Ruby is a reflective, dynamic, object-oriented programming language. It combines syntax inspired by Perl with Smalltalk-like object-oriented features, and also shares some features with Python, Lisp, Dylan, and CLU. Ruby is a single-pass interpreted language.

Ruby Pros

* Productivity: Ruby and Ruby on Rails have higher productivity measured as Lines of code per feature size and time to build feature.

* Short ramp up times, well motivated team and experienced team can be productive on RoR platform in less than a week cross training

* A long list of industry visionaries are supporting Ruby

o Martin Fowler, chief scientist at ThoughtWorks

o James Duncan Davidson, creator of Ant and Tomcat, is using Rails in a start-up to develop a web-enabled rich application that will be the primary offering of that company.

o David Geary, key designer for several successful web development frameworks including JavaServer Faces (JSF) is speaking and blogging about Rails with regularity.

o Richard Monson Haefel, once one of two voting individuals for the Java Community Process (JCP) recently led the Burton Group in a discussion with high-profile U.S. companies about Ruby on Rails as an important emerging technology. He has also published a paper about using Rails with Oracle.

* Ruby and Ruby on Rails have higher productivity which leads to other benefits like:

o More productivity leads to fewer developers per project.

o You spend less effort on communication for small projects.

o Having fewer developers per project also lowers management costs per project.

o When you finish applications sooner, you deliver their value to the business sooner.

Ruby Cons

* As a new language, Ruby could potentially stagnate, which could make scarce resources even harder to find.

* There are not as many deployed Ruby applications in production yet, so we dont have as much definitive proof of the ultimate scalability of Ruby.

* The Ruby community is not as well established as the Java community, so its harder to find third-party components, frameworks, education, and services.

* Ruby is less structured than Java and has fewer automated features to protect applications from abuse.

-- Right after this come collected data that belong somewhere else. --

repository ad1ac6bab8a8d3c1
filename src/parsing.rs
use pest::iterators::Pair;
use pest::Parser;
use pest_derive::Parser;

use crate::error::{Error, Result};

#[derive(Parser)]
#[grammar = "listing.pest"]
struct ListingParser;

/// Decode a DAT listing back into bytes.
pub fn parse_dat<S: AsRef<str>>(input: S) -> Result<Vec<u8>> {
    parse_listing(Rule::dat, input.as_ref())
}

/// Decode an INC listing back into bytes.
///
/// Keywords are matched case-insensitively, blank lines are skipped.
pub fn parse_inc<S: AsRef<str>>(input: S) -> Result<Vec<u8>> {
    parse_listing(Rule::inc, input.as_ref())
}

fn parse_listing(rule: Rule, input: &str) -> Result<Vec<u8>> {
    let mut out = Vec::new();
    let pairs = ListingParser::parse(rule, input).map_err(|e| Error::Parse(e.to_string()))?;

    // Only tokens carry data, the rest is layout
    for pair in pairs.flatten() {
        if pair.as_rule() == Rule::hex {
            out.push(decode_token(&pair)?);
        }
    }

    log::trace!("decoded {} bytes from {:?} listing", out.len(), rule);
    Ok(out)
}

fn decode_token(pair: &Pair<'_, Rule>) -> Result<u8> {
    let token = pair.as_str();
    u8::from_str_radix(token, 16).map_err(|_| {
        let (line, col) = pair.as_span().start_pos().line_col();
        Error::Parse(format!(
            "token {:?} at {}:{} does not fit in a byte",
            token, line, col
        ))
    })
}
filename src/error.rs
use std::io;
use std::path::{Path, PathBuf};

use thiserror::Error;

#[derive(Error, Debug)]
pub enum Error {
    #[error("{} does not exist", .path.display())]
    NotFound { path: PathBuf },

    #[error("permission denied for {}", .path.display())]
    PermissionDenied { path: PathBuf },

    #[error("{context}: {source}")]
    Io {
        context: String,
        #[source]
        source: io::Error,
    },

    #[error("malformed listing: {0}")]
    Parse(String),
}

impl Error {
    /// Classify an I/O failure on a named file.
    pub(crate) fn for_path(path: &Path, action: &str, source: io::Error) -> Self {
        match source.kind() {
            io::ErrorKind::NotFound => Error::NotFound {
                path: path.to_path_buf(),
            },
            io::ErrorKind::PermissionDenied => Error::PermissionDenied {
                path: path.to_path_buf(),
            },
            _ => Error::Io {
                context: format!("{} {}", action, path.display()),
                source,
            },
        }
    }

    /// Wrap an I/O failure on one of the standard streams.
    pub(crate) fn for_stream(stream: &str, action: &str, source: io::Error) -> Self {
        Error::Io {
            context: format!("{} {}", action, stream),
            source,
        }
    }
}

pub type Result<T> = std::result::Result<T, Error>;
//! Convert an HP-71B .BIN image into a .DAT listing.

use anyhow::{Context, Result};
use hp71dump::{cli, logging, Layout};

fn main() -> Result<()> {
    let opts = cli::parse_args(Layout::Dat);
    logging::init(opts.verbose)?;

    hp71dump::run(Layout::Dat, &opts)
        .with_context(|| format!("converting {} to {}", opts.source(), opts.sink()))
}
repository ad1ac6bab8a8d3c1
use std::fmt;
use std::fs::File;
use std::io::{self, Read};
use std::path::PathBuf;

use crate::error::{Error, Result};

/// Where a ROM image is read from.
#[derive(Debug, PartialEq, Eq, Clone)]
pub enum Source {
    Stdin,
    File(PathBuf),
}

impl fmt::Display for Source {
    fn fmt(&self, f: &mut fmt::Formatter<'_>) -> fmt::Result {
        match self {
            Source::Stdin => write!(f, "standard input"),
            Source::File(path) => write!(f, "{}", path.display()),
        }
    }
}

/// Read the whole image before anything is formatted.
pub fn read_all_bytes(source: &Source) -> Result<Vec<u8>> {
    let buf = match source {
        Source::Stdin => {
            let stdin = io::stdin();
            let lock = stdin.lock();
            read_from(lock).map_err(|e| Error::for_stream("standard input", "reading", e))?
        }
        Source::File(path) => {
            let file = File::open(path).map_err(|e| Error::for_path(path, "opening", e))?;
            read_from(file).map_err(|e| Error::for_path(path, "reading", e))?
        }
    };

    log::debug!("read {} bytes from {}", buf.len(), source);
    Ok(buf)
}

pub fn read_from<R: Read>(mut reader: R) -> io::Result<Vec<u8>> {
    let mut buf = Vec::new();
    reader.read_to_end(&mut buf)?;
    Ok(buf)
}
//! Convert HP-71B `.BIN` ROM images into ASCII hex listings.
//!
//! A `.BIN` file is a raw ROM image with the nibbles packed into bytes, low
//! nibble first. Two listings can be made from it: a `.DAT` file with sixteen
//! space separated bytes per carriage-return terminated line, and an `.INC`
//! file of `db` directives for an assembler.

pub mod cli;
pub mod error;
pub mod logging;
pub mod parsing;
pub mod presentation;
pub mod sink;
pub mod source;

pub use crate::cli::Opts;
pub use crate::error::{Error, Result};
pub use crate::presentation::{format_dat, format_inc, Layout};
pub use crate::sink::Sink;
pub use crate::source::Source;

/// Read the image named by `opts`, render it as `layout` and write it out.
pub fn run(layout: Layout, opts: &Opts) -> Result<()> {
    let source = opts.source();
    let sink = opts.sink();
    log::info!("converting {} into a {} listing on {}", source, layout, sink);

    let bytes = source::read_all_bytes(&source)?;
    let text = layout.render(&bytes);
    sink::write_text(&sink, &text)?;

    log::info!(
        "rendered {} bytes as {} characters of {} listing",
        bytes.len(),
        text.len(),
        layout
    );
    Ok(())
}
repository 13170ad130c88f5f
//! Health and banner handlers.

use axum::{extract::State, http::StatusCode, Json};
use std::collections::BTreeMap;
use std::sync::Arc;

use crate::web::dto::{HealthResponse, RootResponse};
use crate::web::handlers::AppState;

/// GET /api/health - Check the server and its database.
#[utoipa::path(
    get,
    path = "/health",
    tag = "health",
    responses(
        (status = 200, description = "Server and database are up", body = HealthResponse),
        (status = 500, description = "Database unreachable", body = HealthResponse)
    )
)]
pub async fn health(State(state): State<Arc<AppState>>) -> (StatusCode, Json<HealthResponse>) {
    match state.db.ping().await {
        Ok(()) => (
            StatusCode::OK,
            Json(HealthResponse {
                status: "OK".to_string(),
                message: "Server is running".to_string(),
            }),
        ),
        Err(e) => {
            tracing::error!("Health check failed: {}", e);
            (
                StatusCode::INTERNAL_SERVER_ERROR,
                Json(HealthResponse {
                    status: "ERROR".to_string(),
                    message: "Database is unreachable".to_string(),
                }),
            )
        }
    }
}

/// GET / - Service banner and endpoint map.
pub async fn root() -> Json<RootResponse> {
    let endpoints = BTreeMap::from([
        ("health".to_string(), "/api/health".to_string()),
        ("folders".to_string(), "/api/folders".to_string()),
        ("files".to_string(), "/api/files".to_string()),
        ("upload".to_string(), "/api/files/upload".to_string()),
        ("docs".to_string(), "/swagger-ui".to_string()),
    ]);

    Json(RootResponse {
        message: "fileshelf API".to_string(),
        version: env!("CARGO_PKG_VERSION").to_string(),
        endpoints,
    })
}
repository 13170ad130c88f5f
//! Blob storage for fileshelf.
//!
//! File contents live outside the database behind the [`BlobStore`] trait.
//! The database only keeps the opaque locator returned by [`BlobStore::put`].
//!
//! Two backends are provided:
//! - [`LocalBlobStore`]: UUID-named files in a sharded directory on disk
//! - [`MemoryBlobStore`]: a process-local map, used by tests and the
//!   ephemeral `memory` backend

use std::collections::HashMap;
use std::io;
use std::path::{Path, PathBuf};

use async_trait::async_trait;
use bytes::Bytes;
use tokio::sync::RwLock;
use tracing::debug;
use uuid::Uuid;

use crate::{Result, ShelfError};

/// Pluggable store for file contents.
///
/// `put` returns the locator to persist; `get` and `delete` take it back.
#[async_trait]
pub trait BlobStore: Send + Sync + std::fmt::Debug {
    /// Short backend name for logs.
    fn backend_name(&self) -> &'static str;

    /// Store `content` and return its locator.
    async fn put(&self, content: Bytes, original_name: &str) -> Result<String>;

    /// Read the content behind a locator.
    ///
    /// Returns `ShelfError::NotFound` if the blob is missing.
    async fn get(&self, blob_path: &str) -> Result<Bytes>;

    /// Remove a blob.
    ///
    /// Returns `true` if the blob was deleted, `false` if it didn't exist.
    async fn delete(&self, blob_path: &str) -> Result<bool>;
}

/// Generate a new UUID-based stored name keeping the original extension.
fn generate_stored_name(original_name: &str) -> String {
    let uuid = Uuid::new_v4();
    let ext = extract_extension(original_name);
    format!("{uuid}.{ext}")
}

/// Longest extension carried over into a stored name.
const MAX_EXTENSION_LENGTH: usize = 16;

/// Extract the file extension from a filename.
///
/// Returns "bin" if there is no extension, or if it is too long or holds
/// anything other than ASCII letters and digits.
fn extract_extension(filename: &str) -> &str {
    Path::new(filename)
        .extension()
        .and_then(|s| s.to_str())
        .filter(|ext| {
            !ext.is_empty()
                && ext.len() <= MAX_EXTENSION_LENGTH
                && ext.chars().all(|c| c.is_ascii_alphanumeric())
        })
        .unwrap_or("bin")
}

/// Disk-backed blob store.
///
/// Files are stored in a sharded directory structure:
/// ```text
/// {base_path}/
/// ├── ab/
/// │   └── ab12cd34-5678-90ab-cdef-123456789012.txt
/// ├── cd/
/// │   └── cd90ab12-3456-7890-abcd-ef1234567890.bin
/// └── ...
/// ```
#[derive(Debug, Clone)]
pub struct LocalBlobStore {
    base_path: PathBuf,
}

impl LocalBlobStore {
    /// Create a new LocalBlobStore with the given base path.
    ///
    /// The base directory will be created if it doesn't exist.
    pub fn new(base_path: impl Into<PathBuf>) -> Result<Self> {
        let base_path = base_path.into();
        std::fs::create_dir_all(&base_path)?;

        Ok(Self { base_path })
    }

    /// Get the base path of this storage.
    pub fn base_path(&self) -> &Path {
        &self.base_path
    }

    /// Get the full file path for a stored name.
    ///
    /// The path is constructed as: {base_path}/{shard}/{stored_name}
    /// where shard is the first 2 characters of the stored name (UUID prefix).
    /// Names that could escape the base directory are rejected.
    pub fn get_file_path(&self, stored_name: &str) -> Result<PathBuf> {
        if stored_name.is_empty()
            || stored_name.contains(|c: char| c == '/' || c == '\\')
            || stored_name.starts_with('.')
        {
            return Err(ShelfError::Storage(format!(
                "invalid blob path '{stored_name}'"
            )));
        }

        let shard = Self::get_shard(stored_name);
        Ok(self.base_path.join(shard).join(stored_name))
    }

    fn get_shard(stored_name: &str) -> &str {
        stored_name.get(..2).unwrap_or(stored_name)
    }
}

#[async_trait]
impl BlobStore for LocalBlobStore {
    fn backend_name(&self) -> &'static str {
        "local"
    }

    async fn put(&self, content: Bytes, original_name: &str) -> Result<String> {
        let stored_name = generate_stored_name(original_name);
        let file_path = self.get_file_path(&stored_name)?;

        if let Some(parent) = file_path.parent() {
            tokio::fs::create_dir_all(parent)
                .await
                .map_err(|e| ShelfError::Storage(format!("create shard directory: {e}")))?;
        }

        tokio::fs::write(&file_path, &content)
            .await
            .map_err(|e| ShelfError::Storage(format!("write {stored_name}: {e}")))?;

        debug!(blob = %stored_name, size = content.len(), "Stored blob on disk");
        Ok(stored_name)
    }

    async fn get(&self, blob_path: &str) -> Result<Bytes> {
        let file_path = self.get_file_path(blob_path)?;

        match tokio::fs::read(&file_path).await {
            Ok(content) => Ok(Bytes::from(content)),
            Err(e) if e.kind() == io::ErrorKind::NotFound => {
                Err(ShelfError::NotFound(format!("blob {blob_path}")))
            }
            Err(e) => Err(ShelfError::Storage(format!("read {blob_path}: {e}"))),
        }
    }

    async fn delete(&self, blob_path: &str) -> Result<bool> {
        let file_path = self.get_file_path(blob_path)?;

        match tokio::fs::remove_file(&file_path).await {
            Ok(()) => Ok(true),
            Err(e) if e.kind() == io::ErrorKind::NotFound => Ok(false),
            Err(e) => Err(ShelfError::Storage(format!("delete {blob_path}: {e}"))),
        }
    }
}

/// In-memory blob store.
///
/// Contents are lost when the process exits.
#[derive(Debug, Default)]
pub struct MemoryBlobStore {
    blobs: RwLock<HashMap<String, Bytes>>,
}

impl MemoryBlobStore {
    pub fn new() -> Self {
        Self::default()
    }

    /// Number of blobs currently held.
    pub async fn len(&self) -> usize {
        self.blobs.read().await.len()
    }

    pub async fn is_empty(&self) -> bool {
        self.blobs.read().await.is_empty()
    }

    /// Whether a blob exists under the given locator.
    pub async fn contains(&self, blob_path: &str) -> bool {
        self.blobs.read().await.contains_key(blob_path)
    }
}

#[async_trait]
impl BlobStore for MemoryBlobStore {
    fn backend_name(&self) -> &'static str {
        "memory"
    }

    async fn put(&self, content: Bytes, original_name: &str) -> Result<String> {
        let stored_name = generate_stored_name(original_name);
        self.blobs.write().await.insert(stored_name.clone(), content);
        Ok(stored_name)
    }

    async fn get(&self, blob_path: &str) -> Result<Bytes> {
        self.blobs
            .read()
            .await
            .get(blob_path)
            .cloned()
            .ok_or_else(|| ShelfError::NotFound(format!("blob {blob_path}")))
    }

    async fn delete(&self, blob_path: &str) -> Result<bool> {
        Ok(self.blobs.write().await.remove(blob_path).is_some())
    }
}
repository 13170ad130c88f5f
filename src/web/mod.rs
//! Web API module for fileshelf.
//!
//! This module exposes the folder tree and file store as a JSON REST API,
//! with an OpenAPI document served through Swagger UI.

pub mod dto;
pub mod error;
pub mod handlers;
pub mod middleware;
pub mod openapi;
pub mod router;
pub mod server;

pub use error::ApiError;
pub use handlers::AppState;
pub use router::create_router;
pub use server::{shutdown_signal, WebServer};
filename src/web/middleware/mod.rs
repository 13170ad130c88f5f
//! Middleware for Web API.

pub mod cors;

pub use cors::create_cors_layer;
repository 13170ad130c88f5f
//! Database schema and migrations for fileshelf.
//!
//! Migrations are applied sequentially when the database is first opened or
//! upgraded. Timestamps are stored as RFC 3339 UTC text with millisecond
//! precision so that creation order survives sub-second inserts.

/// Database migrations.
///
/// Each migration is a SQL script that will be executed in order.
/// The schema_version table tracks which migrations have been applied.
pub const MIGRATIONS: &[&str] = &[
    // v1: Folders table
    r#"
-- parent_id is a weak back-reference: no foreign key, the cascade is done by
-- the folder service.
CREATE TABLE folders (
    id          INTEGER PRIMARY KEY AUTOINCREMENT,
    name        TEXT NOT NULL,
    parent_id   INTEGER,
    created_at  TEXT NOT NULL DEFAULT (strftime('%Y-%m-%dT%H:%M:%fZ', 'now')),
    updated_at  TEXT NOT NULL DEFAULT (strftime('%Y-%m-%dT%H:%M:%fZ', 'now'))
);

-- Sibling names are unique; root folders (NULL parent) share the 0 bucket.
CREATE UNIQUE INDEX idx_folders_parent_name ON folders(COALESCE(parent_id, 0), name);
CREATE INDEX idx_folders_parent_id ON folders(parent_id);
CREATE INDEX idx_folders_created_at ON folders(created_at);
"#,
    // v2: Files table
    r#"
CREATE TABLE files (
    id          INTEGER PRIMARY KEY AUTOINCREMENT,
    name        TEXT NOT NULL,
    mime_type   TEXT NOT NULL,
    size_bytes  INTEGER NOT NULL,
    blob_path   TEXT NOT NULL UNIQUE,
    folder_id   INTEGER,
    created_at  TEXT NOT NULL DEFAULT (strftime('%Y-%m-%dT%H:%M:%fZ', 'now')),
    updated_at  TEXT NOT NULL DEFAULT (strftime('%Y-%m-%dT%H:%M:%fZ', 'now'))
);

CREATE INDEX idx_files_folder_id ON files(folder_id);
CREATE INDEX idx_files_created_at ON files(created_at);
"#,
];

This flexibility is both a strength and a weakness.

Summary

Impetus strongly believes that in the current scenario Java and Ruby technology platforms will continue to coexist and address different need. RoR and Ruby platform is much better suited for a particular type of Web Applications and Sites where application programmers can control the database.

Java technology platform is proven and addresses issues like two phase commit and distributed objects very well.

In the coming future the equations may change, Ruby platform has a high chance of overtaking Java Platform to be the platform of choice for building all types of application. Impetus believes that the following factors are conducive of Rubys probability of replacing Java

* Network ubiquity and increasing bandwidth changes the dynamics and premises on which the distributed architecture principles were built. Thin client and layered architectures were necessitated for conserving network bandwidth and reducing network traffic due to latency. In a world with fast and fat pipes of connection these premises would not hold anymore. This tilts the balance in favor of Ruby and ROR.

* CPU cycles and memory is becoming ridiculously cheap. Performance and scaling up potentially will be lesser of an issue as you could use more hardware to scale up applications without having to take on a huge cost burden. This again tilts the balance in Rubys favor.